Subject to clause 9.2, the Supplier's total liability to the Client in respect of all breaches of duty occurring within any contract year shall not exceed the Cap.
In clause 9.3:
a. Cap. The cap is the greater of Charges and 200% of the total charges in the Contract Year in which the breaches occurred.
b. Contract Year. A contract year means a 12-month period commencing with the date of the Agreement or any anniversary of it;
c. Total Charges. The total charges mean all sums paid by the Client and all sums payable under the Agreement in respect of goods and services actually supplied by the Supplier, whether or not invoiced to the Client; and
d. Total Liability. The Supplier's total liability includes liability in contract, tort (including negligence), breach of statutory duty, or otherwise, arising under or in connection with the Agreement.
Subject to clauses 9.1, 9.2 and 9.6, the Client's total liability to the Supplier shall not exceed 150% of the total charges pay and payable by the Client in a contract year. The Client's total liability includes liability in contract, tort (including negligence), breach of statutory duty, or otherwise, arising under or in connection with the Agreement.
The Client shall at all times be liable for any Affiliate’s use of the Services and shall indemnify the Supplier against all liabilities, reasonable costs, expenses, damages and losses (including but not limited to any direct, indirect or consequential losses, loss of profit, loss of reputation and all other reasonable professional costs and expenses) suffered or incurred or paid by the Supplier arising out of any acts or omissions of an Affiliate in the use of the Services.
This 9.7 sets out specific heads of excluded loss:
a. Subject to clauses 9.1, 9.2 and 9.6, the types of loss listed in 9.7 (b) are wholly excluded by the parties.
b. The following types of loss are wholly excluded:
- i. Loss of profits.
- ii. Loss of sales or business.
- iii. Loss of agreements or contracts.
- iv. Loss of anticipated savings.
- v. Loss of use or corruption of software, data or information.
- vi. Loss of or damage to goodwill.
- vii. Indirect or consequential loss.
During the term of the Agreement and for a period of two years thereafter, the Supplier shall maintain in force, with a reputable insurance company, professional indemnity insurance and public liability insurance to cover the liabilities that may arise under or in connection with the Agreement, and shall produce to the Client on request both the insurance certificate giving details of cover and the receipt for the current year's premium in respect of each insurance.
11. Rescheduling or Cancellation
The Supplier shall be entitled to cancel or reschedule Coaching Sessions as set out in the Policies in Schedule 2.
The Client Staff are able to reschedule or cancel the Coaching Sessions as set out in the policies in Schedule 2. Should the Client Staff reschedule or cancel a coaching session less than 24 hours as set out in the policies in Schedule 2, the coaching session is considered as delivered within the Coaching Subscription.

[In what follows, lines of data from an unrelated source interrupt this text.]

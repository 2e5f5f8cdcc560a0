//! Detection configuration.
//!
//! Every detector threshold is independently overridable. Configuration can be
//! built programmatically, loaded from a TOML/JSON file, or overridden from
//! `FRAUDNET_*` environment variables.
//!
//! # Example
//!
//! ```rust,ignore
//! use fraudnet_core::config::DetectionConfig;
//!
//! let config = DetectionConfig::builder()
//!     .fan_threshold(5)
//!     .velocity_window_hours(24)
//!     .build()?;
//! ```

use crate::error::{FraudError, Result};
use serde::{Deserialize, Serialize};
use std::path::Path;
use std::time::Duration;

const HOUR: u64 = 3600;

/// Thresholds for every detector and for the centrality computation.
#[derive(Debug, Clone, PartialEq, Serialize, Deserialize)]
#[serde(default)]
pub struct DetectionConfig {
    /// Shortest cycle reported by the cycle detector.
    pub cycle_min_length: usize,
    /// Longest cycle reported by the cycle detector.
    pub cycle_max_length: usize,
    /// Distinct counterparties needed to flag fan-in / fan-out.
    pub fan_threshold: usize,
    /// Rolling window for temporal fan-in / fan-out.
    #[serde(with = "duration_secs")]
    pub fan_time_window: Duration,
    /// Maximum total transactions for a shell account.
    pub shell_max_transactions: usize,
    /// Rolling window for velocity bursts.
    #[serde(with = "duration_secs")]
    pub velocity_window: Duration,
    /// Transactions within the window needed to flag a burst.
    pub velocity_threshold: usize,
    /// One-sided z-score threshold for amount anomalies.
    pub z_threshold: f64,
    /// PageRank damping factor.
    pub pagerank_damping: f64,
    /// PageRank iteration cap.
    pub pagerank_max_iterations: u32,
    /// PageRank per-node convergence tolerance.
    pub pagerank_tolerance: f64,
    /// Run independent kernels as concurrent tasks on the async path.
    pub parallel: bool,
}

impl Default for DetectionConfig {
    fn default() -> Self {
        Self {
            cycle_min_length: 3,
            cycle_max_length: 5,
            fan_threshold: 10,
            fan_time_window: Duration::from_secs(72 * HOUR),
            shell_max_transactions: 3,
            velocity_window: Duration::from_secs(72 * HOUR),
            velocity_threshold: 4,
            z_threshold: 2.0,
            pagerank_damping: 0.85,
            pagerank_max_iterations: 100,
            pagerank_tolerance: 1.0e-6,
            parallel: false,
        }
    }
}

impl DetectionConfig {
    /// Tighter thresholds for high-risk portfolios.
    pub fn strict() -> Self {
        Self {
            cycle_max_length: 6,
            fan_threshold: 5,
            shell_max_transactions: 4,
            velocity_threshold: 3,
            z_threshold: 1.5,
            ..Self::default()
        }
    }

    /// Create a builder starting from the defaults.
    pub fn builder() -> DetectionConfigBuilder {
        DetectionConfigBuilder::default()
    }

    /// Load configuration from environment variables.
    ///
    /// Unset or malformed variables keep their default value.
    pub fn from_env() -> Self {
        Self::from_lookup(|key| std::env::var(key).ok())
    }

    /// Apply overrides from an arbitrary key lookup (`FRAUDNET_*` keys).
    pub fn from_lookup(lookup: impl Fn(&str) -> Option<String>) -> Self {
        let mut config = Self::default();

        fn parse<T: std::str::FromStr>(value: Option<String>, current: T) -> T {
            value.and_then(|v| v.trim().parse().ok()).unwrap_or(current)
        }

        config.cycle_min_length = parse(lookup("FRAUDNET_CYCLE_MIN_LENGTH"), config.cycle_min_length);
        config.cycle_max_length = parse(lookup("FRAUDNET_CYCLE_MAX_LENGTH"), config.cycle_max_length);
        config.fan_threshold = parse(lookup("FRAUDNET_FAN_THRESHOLD"), config.fan_threshold);
        config.fan_time_window =
            parse_hours(lookup("FRAUDNET_FAN_WINDOW_HOURS")).unwrap_or(config.fan_time_window);
        config.shell_max_transactions = parse(
            lookup("FRAUDNET_SHELL_MAX_TRANSACTIONS"),
            config.shell_max_transactions,
        );
        config.velocity_window =
            parse_hours(lookup("FRAUDNET_VELOCITY_WINDOW_HOURS")).unwrap_or(config.velocity_window);
        config.velocity_threshold =
            parse(lookup("FRAUDNET_VELOCITY_THRESHOLD"), config.velocity_threshold);
        config.z_threshold = parse(lookup("FRAUDNET_Z_THRESHOLD"), config.z_threshold);
        config.pagerank_damping = parse(lookup("FRAUDNET_PAGERANK_DAMPING"), config.pagerank_damping);
        config.pagerank_max_iterations = parse(
            lookup("FRAUDNET_PAGERANK_MAX_ITERATIONS"),
            config.pagerank_max_iterations,
        );
        config.pagerank_tolerance =
            parse(lookup("FRAUDNET_PAGERANK_TOLERANCE"), config.pagerank_tolerance);
        config.parallel = parse(lookup("FRAUDNET_PARALLEL"), config.parallel);

        config
    }

    /// Load configuration from a TOML or JSON file.
    pub fn from_file(path: impl AsRef<Path>) -> Result<Self> {
        let path = path.as_ref();
        let contents = std::fs::read_to_string(path)
            .map_err(|e| FraudError::config(format!("Failed to read config: {}", e)))?;

        let ext = path.extension().and_then(|e| e.to_str()).unwrap_or("toml");
        let config: Self = match ext {
            "json" => serde_json::from_str(&contents)
                .map_err(|e| FraudError::config(format!("Failed to parse config: {}", e)))?,
            "toml" => toml::from_str(&contents)
                .map_err(|e| FraudError::config(format!("Failed to parse config: {}", e)))?,
            other => {
                return Err(FraudError::config(format!(
                    "Unsupported config format: {}",
                    other
                )))
            }
        };

        config.validate()?;
        Ok(config)
    }

    /// Save configuration to a TOML file.
    pub fn to_file(&self, path: impl AsRef<Path>) -> Result<()> {
        let content = toml::to_string_pretty(self)
            .map_err(|e| FraudError::config(format!("Failed to serialize config: {}", e)))?;
        std::fs::write(path.as_ref(), content)?;
        Ok(())
    }

    /// Validate the configuration.
    pub fn validate(&self) -> Result<()> {
        if self.cycle_min_length == 0 {
            return Err(FraudError::config("cycle_min_length must be > 0"));
        }
        if self.cycle_min_length > self.cycle_max_length {
            return Err(FraudError::config(format!(
                "cycle_min_length ({}) must not exceed cycle_max_length ({})",
                self.cycle_min_length, self.cycle_max_length
            )));
        }
        if self.fan_threshold == 0 {
            return Err(FraudError::config("fan_threshold must be > 0"));
        }
        if self.velocity_threshold == 0 {
            return Err(FraudError::config("velocity_threshold must be > 0"));
        }
        if self.fan_time_window.is_zero() || self.velocity_window.is_zero() {
            return Err(FraudError::config("time windows must be > 0"));
        }
        if !self.z_threshold.is_finite() || self.z_threshold < 0.0 {
            return Err(FraudError::config("z_threshold must be finite and >= 0"));
        }
        if !(self.pagerank_damping > 0.0 && self.pagerank_damping < 1.0) {
            return Err(FraudError::config("pagerank_damping must be in (0, 1)"));
        }
        if self.pagerank_max_iterations == 0 {
            return Err(FraudError::config("pagerank_max_iterations must be > 0"));
        }
        if !(self.pagerank_tolerance > 0.0) {
            return Err(FraudError::config("pagerank_tolerance must be > 0"));
        }
        Ok(())
    }

    /// Fan window as a timestamp delta.
    pub fn fan_window_delta(&self) -> chrono::Duration {
        to_delta(self.fan_time_window)
    }

    /// Velocity window as a timestamp delta.
    pub fn velocity_window_delta(&self) -> chrono::Duration {
        to_delta(self.velocity_window)
    }
}

/// Whole hours from an override value; `None` if malformed or too large.
fn parse_hours(value: Option<String>) -> Option<Duration> {
    let hours: u64 = value?.trim().parse().ok()?;
    hours.checked_mul(HOUR).map(Duration::from_secs)
}

fn hours_saturating(hours: u64) -> Duration {
    Duration::from_secs(hours.saturating_mul(HOUR))
}

fn to_delta(duration: Duration) -> chrono::Duration {
    chrono::Duration::from_std(duration).unwrap_or(chrono::Duration::MAX)
}

/// Configuration builder.
#[derive(Debug, Default)]
pub struct DetectionConfigBuilder {
    config: DetectionConfig,
}

impl DetectionConfigBuilder {
    /// Start from the strict preset.
    pub fn strict() -> Self {
        Self {
            config: DetectionConfig::strict(),
        }
    }

    /// Set the cycle length window.
    pub fn cycle_length(mut self, min: usize, max: usize) -> Self {
        self.config.cycle_min_length = min;
        self.config.cycle_max_length = max;
        self
    }

    /// Set the fan-in / fan-out threshold.
    pub fn fan_threshold(mut self, threshold: usize) -> Self {
        self.config.fan_threshold = threshold;
        self
    }

    /// Set the temporal fan window in hours.
    pub fn fan_window_hours(mut self, hours: u64) -> Self {
        self.config.fan_time_window = hours_saturating(hours);
        self
    }

    /// Set the shell account transaction cap.
    pub fn shell_max_transactions(mut self, max: usize) -> Self {
        self.config.shell_max_transactions = max;
        self
    }

    /// Set the velocity window in hours.
    pub fn velocity_window_hours(mut self, hours: u64) -> Self {
        self.config.velocity_window = hours_saturating(hours);
        self
    }

    /// Set the velocity window.
    pub fn velocity_window(mut self, window: Duration) -> Self {
        self.config.velocity_window = window;
        self
    }

    /// Set the velocity burst threshold.
    pub fn velocity_threshold(mut self, threshold: usize) -> Self {
        self.config.velocity_threshold = threshold;
        self
    }

    /// Set the amount anomaly z-score threshold.
    pub fn z_threshold(mut self, z: f64) -> Self {
        self.config.z_threshold = z;
        self
    }

    /// Set PageRank parameters.
    pub fn pagerank(mut self, damping: f64, max_iterations: u32, tolerance: f64) -> Self {
        self.config.pagerank_damping = damping;
        self.config.pagerank_max_iterations = max_iterations;
        self.config.pagerank_tolerance = tolerance;
        self
    }

    /// Run independent kernels concurrently on the async path.
    pub fn parallel(mut self, parallel: bool) -> Self {
        self.config.parallel = parallel;
        self
    }

    /// Build and validate the configuration.
    pub fn build(self) -> Result<DetectionConfig> {
        self.config.validate()?;
        Ok(self.config)
    }

    /// Build without validation.
    pub fn build_unchecked(self) -> DetectionConfig {
        self.config
    }
}

mod duration_secs {
    use serde::{Deserialize, Deserializer, Serializer};
    use std::time::Duration;

    pub fn serialize<S: Serializer>(value: &Duration, serializer: S) -> Result<S::Ok, S::Error> {
        serializer.serialize_u64(value.as_secs())
    }

    pub fn deserialize<'de, D: Deserializer<'de>>(deserializer: D) -> Result<Duration, D::Error> {
        u64::deserialize(deserializer).map(Duration::from_secs)
    }
}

Without affecting any other right or remedy available to it, either party may terminate the Agreement with immediate effect by giving written notice to the other party if:
a. the other party commits a material breach of any term of the Agreement which breach is irremediable or (if such breach is remediable) fails to remedy that breach within a period of 30 days after being notified in writing to do so;
b. the other party takes any step or action in connection with its entering administration, provisional liquidation or any composition or arrangement with its creditors (other than in relation to a solvent restructuring), being wound up (whether voluntarily or by order of the court, unless for the purpose of a solvent restructuring), having a receiver appointed to any of its assets or ceasing to carry on business or, if the step or action is taken in another jurisdiction, in connection with any analogous procedure in the relevant jurisdiction; or
c. the other party suspends, or threatens to suspend, or ceases or threatens to cease to carry on all or a substantial part of its business.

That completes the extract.